### Instructions for the task:
Each line below should be repeated exactly as it stands.

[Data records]
______________________________
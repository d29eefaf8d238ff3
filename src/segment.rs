/// Repetition and optionality flag split off the tail of a pattern segment
///
/// Carries the meaning of the trailing sigil on the segment text: `?` makes
/// a segment skippable, `+` and `*` turn it into a rest segment that swallows
/// the remainder of the path.
#[derive(Debug, Clone, Copy, PartialEq, Eq)]
pub enum Modifier {
    /// No trailing sigil: matches exactly one path segment
    None,
    /// `?`: the path segment may be absent
    Optional,
    /// `+`: rest capture, requires at least one path segment
    OneOrMore,
    /// `*`: rest capture, matches zero or more path segments
    ZeroOrMore,
}

impl Modifier {
    /// Returns `true` for the rest modifiers `+` and `*`
    pub fn is_rest(self) -> bool {
        matches!(self, Modifier::OneOrMore | Modifier::ZeroOrMore)
    }

    /// Returns `true` when the path may run out of segments at this position
    /// without failing the match
    pub fn allows_absent(self) -> bool {
        matches!(self, Modifier::Optional | Modifier::ZeroOrMore)
    }
}

/// A single tokenized pattern segment
///
/// Functional sum type over the two kinds of `/`-delimited pattern pieces.
/// Borrows from the pattern string, so tokenization allocates nothing.
///
/// # Examples
///
/// ```
/// use route_pattern::segment::{classify_segment, PatternSegment};
///
/// // Literal segment
/// let seg = classify_segment("about");
/// assert!(matches!(seg, PatternSegment::Literal { .. }));
///
/// // Named parameter
/// let seg = classify_segment(":id");
/// assert!(matches!(seg, PatternSegment::Param { .. }));
///
/// // Anonymous wildcard (an empty literal carrying `*`)
/// let seg = classify_segment("*");
/// assert!(matches!(seg, PatternSegment::Literal { text: "", .. }));
/// ```
#[derive(Debug, Clone, Copy, PartialEq, Eq)]
pub enum PatternSegment<'a> {
    /// Static text, compared against the path segment by exact equality
    Literal { text: &'a str, modifier: Modifier },
    /// Named capture introduced by `:`, e.g. `:id` or `:rest+`
    Param { name: &'a str, modifier: Modifier },
}

/// Classifies one pattern segment into a typed descriptor (pure function)
///
/// **Pure functional tokenizer**: maps segment text → [`PatternSegment`].
///
/// # Tokenization Rules (evaluated in order)
///
/// 1. **Param**: the segment contains `:`. The name is the piece after the
///    last `:`, with any trailing modifier split off.
/// 2. **Literal**: anything else, again with any trailing modifier split off.
///
/// The modifier sigils are `?` (optional), `+` (one or more) and `*` (zero
/// or more). A bare `*` tokenizes as an empty literal carrying `ZeroOrMore`,
/// which is what makes the anonymous wildcard work: the empty text never
/// equals a real path segment, so matching falls through to the rest capture.
///
/// # Examples
///
/// ```
/// use route_pattern::segment::{classify_segment, Modifier, PatternSegment};
///
/// // Literal
/// let seg = classify_segment("about");
/// assert_eq!(seg, PatternSegment::Literal { text: "about", modifier: Modifier::None });
///
/// // Required parameter
/// let seg = classify_segment(":id");
/// assert_eq!(seg, PatternSegment::Param { name: "id", modifier: Modifier::None });
///
/// // Optional parameter
/// let seg = classify_segment(":id?");
/// assert_eq!(seg, PatternSegment::Param { name: "id", modifier: Modifier::Optional });
///
/// // Rest parameter
/// let seg = classify_segment(":slug+");
/// assert_eq!(seg, PatternSegment::Param { name: "slug", modifier: Modifier::OneOrMore });
///
/// // Anonymous wildcard
/// let seg = classify_segment("*");
/// assert_eq!(seg, PatternSegment::Literal { text: "", modifier: Modifier::ZeroOrMore });
/// ```
pub fn classify_segment(token: &str) -> PatternSegment<'_> {
    match token.rsplit_once(':') {
        Some((_, param)) => {
            let (name, modifier) = split_modifier(param);
            PatternSegment::Param { name, modifier }
        }
        None => {
            let (text, modifier) = split_modifier(token);
            PatternSegment::Literal { text, modifier }
        }
    }
}

/// Splits a trailing modifier sigil off a segment or parameter name
///
/// Maps `"id?"` → `("id", Modifier::Optional)` and leaves unflagged text
/// untouched. Only the final character is inspected, so interior sigils stay
/// part of the text.
pub fn split_modifier(token: &str) -> (&str, Modifier) {
    if let Some(text) = token.strip_suffix('?') {
        return (text, Modifier::Optional);
    }
    if let Some(text) = token.strip_suffix('+') {
        return (text, Modifier::OneOrMore);
    }
    if let Some(text) = token.strip_suffix('*') {
        return (text, Modifier::ZeroOrMore);
    }
    (token, Modifier::None)
}

/// Splits a path or pattern on `/`, dropping empty pieces
///
/// Leading, trailing and doubled slashes all yield empty pieces, so filtering
/// them out collapses `"//users//42//"` to the same segment list as
/// `"/users/42"`. Both sides of a match are split this way, which is where
/// the slash-normalization behavior comes from.
///
/// # Examples
///
/// ```
/// use route_pattern::segment::split_segments;
///
/// assert_eq!(split_segments("/users/42"), vec!["users", "42"]);
/// assert_eq!(split_segments("//users//42//"), vec!["users", "42"]);
/// assert_eq!(split_segments("/"), Vec::<&str>::new());
/// ```
pub fn split_segments(path: &str) -> Vec<&str> {
    path.split('/').filter(|segment| !segment.is_empty()).collect()
}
______________________________
### Your solution:
repository d29eefaf8d238ff3
filename src/segment.rs
/// Repetition and optionality flag split off the tail of a pattern segment
///
/// Carries the meaning of the trailing sigil on the segment text: `?` makes
/// a segment skippable, `+` and `*` turn it into a rest segment that swallows
/// the remainder of the path.
#[derive(Debug, Clone, Copy, PartialEq, Eq)]
pub enum Modifier {
    /// No trailing sigil: matches exactly one path segment
    None,
    /// `?`: the path segment may be absent
    Optional,
    /// `+`: rest capture, requires at least one path segment
    OneOrMore,
    /// `*`: rest capture, matches zero or more path segments
    ZeroOrMore,
}

impl Modifier {
    /// Returns `true` for the rest modifiers `+` and `*`
    pub fn is_rest(self) -> bool {
        matches!(self, Modifier::OneOrMore | Modifier::ZeroOrMore)
    }

    /// Returns `true` when the path may run out of segments at this position
    /// without failing the match
    pub fn allows_absent(self) -> bool {
        matches!(self, Modifier::Optional | Modifier::ZeroOrMore)
    }
}

/// A single tokenized pattern segment
///
/// Functional sum type over the two kinds of `/`-delimited pattern pieces.
/// Borrows from the pattern string, so tokenization allocates nothing.
///
/// # Examples
///
/// ```
/// use route_pattern::segment::{classify_segment, PatternSegment};
///
/// // Literal segment
/// let seg = classify_segment("about");
/// assert!(matches!(seg, PatternSegment::Literal { .. }));
///
/// // Named parameter
/// let seg = classify_segment(":id");
/// assert!(matches!(seg, PatternSegment::Param { .. }));
///
/// // Anonymous wildcard (an empty literal carrying `*`)
/// let seg = classify_segment("*");
/// assert!(matches!(seg, PatternSegment::Literal { text: "", .. }));
/// ```
#[derive(Debug, Clone, Copy, PartialEq, Eq)]
pub enum PatternSegment<'a> {
    /// Static text, compared against the path segment by exact equality
    Literal { text: &'a str, modifier: Modifier },
    /// Named capture introduced by `:`, e.g. `:id` or `:rest+`
    Param { name: &'a str, modifier: Modifier },
}

/// Classifies one pattern segment into a typed descriptor (pure function)
///
/// **Pure functional tokenizer**: maps segment text → [`PatternSegment`].
///
/// # Tokenization Rules (evaluated in order)
///
/// 1. **Param**: the segment contains `:`. The name is the piece after the
///    last `:`, with any trailing modifier split off.
/// 2. **Literal**: anything else, again with any trailing modifier split off.
///
/// The modifier sigils are `?` (optional), `+` (one or more) and `*` (zero
/// or more). A bare `*` tokenizes as an empty literal carrying `ZeroOrMore`,
/// which is what makes the anonymous wildcard work: the empty text never
/// equals a real path segment, so matching falls through to the rest capture.
///
/// # Examples
///
/// ```
/// use route_pattern::segment::{classify_segment, Modifier, PatternSegment};
///
/// // Literal
/// let seg = classify_segment("about");
/// assert_eq!(seg, PatternSegment::Literal { text: "about", modifier: Modifier::None });
///
/// // Required parameter
/// let seg = classify_segment(":id");
/// assert_eq!(seg, PatternSegment::Param { name: "id", modifier: Modifier::None });
///
/// // Optional parameter
/// let seg = classify_segment(":id?");
/// assert_eq!(seg, PatternSegment::Param { name: "id", modifier: Modifier::Optional });
///
/// // Rest parameter
/// let seg = classify_segment(":slug+");
/// assert_eq!(seg, PatternSegment::Param { name: "slug", modifier: Modifier::OneOrMore });
///
/// // Anonymous wildcard
/// let seg = classify_segment("*");
/// assert_eq!(seg, PatternSegment::Literal { text: "", modifier: Modifier::ZeroOrMore });
/// ```
pub fn classify_segment(token: &str) -> PatternSegment<'_> {
    match token.rsplit_once(':') {
        Some((_, param)) => {
            let (name, modifier) = split_modifier(param);
            PatternSegment::Param { name, modifier }
        }
        None => {
            let (text, modifier) = split_modifier(token);
            PatternSegment::Literal { text, modifier }
        }
    }
}

/// Splits a trailing modifier sigil off a segment or parameter name
///
/// Maps `"id?"` → `("id", Modifier::Optional)` and leaves unflagged text
/// untouched. Only the final character is inspected, so interior sigils stay
/// part of the text.
pub fn split_modifier(token: &str) -> (&str, Modifier) {
    if let Some(text) = token.strip_suffix('?') {
        return (text, Modifier::Optional);
    }
    if let Some(text) = token.strip_suffix('+') {
        return (text, Modifier::OneOrMore);
    }
    if let Some(text) = token.strip_suffix('*') {
        return (text, Modifier::ZeroOrMore);
    }
    (token, Modifier::None)
}

/// Splits a path or pattern on `/`, dropping empty pieces
///
/// Leading, trailing and doubled slashes all yield empty pieces, so filtering
/// them out collapses `"//users//42//"` to the same segment list as
/// `"/users/42"`. Both sides of a match are split this way, which is where
/// the slash-normalization behavior comes from.
///
/// # Examples
///
/// ```
/// use route_pattern::segment::split_segments;
///
/// assert_eq!(split_segments("/users/42"), vec!["users", "42"]);
/// assert_eq!(split_segments("//users//42//"), vec!["users", "42"]);
/// assert_eq!(split_segments("/"), Vec::<&str>::new());
/// ```
pub fn split_segments(path: &str) -> Vec<&str> {
    path.split('/').filter(|segment| !segment.is_empty()).collect()
}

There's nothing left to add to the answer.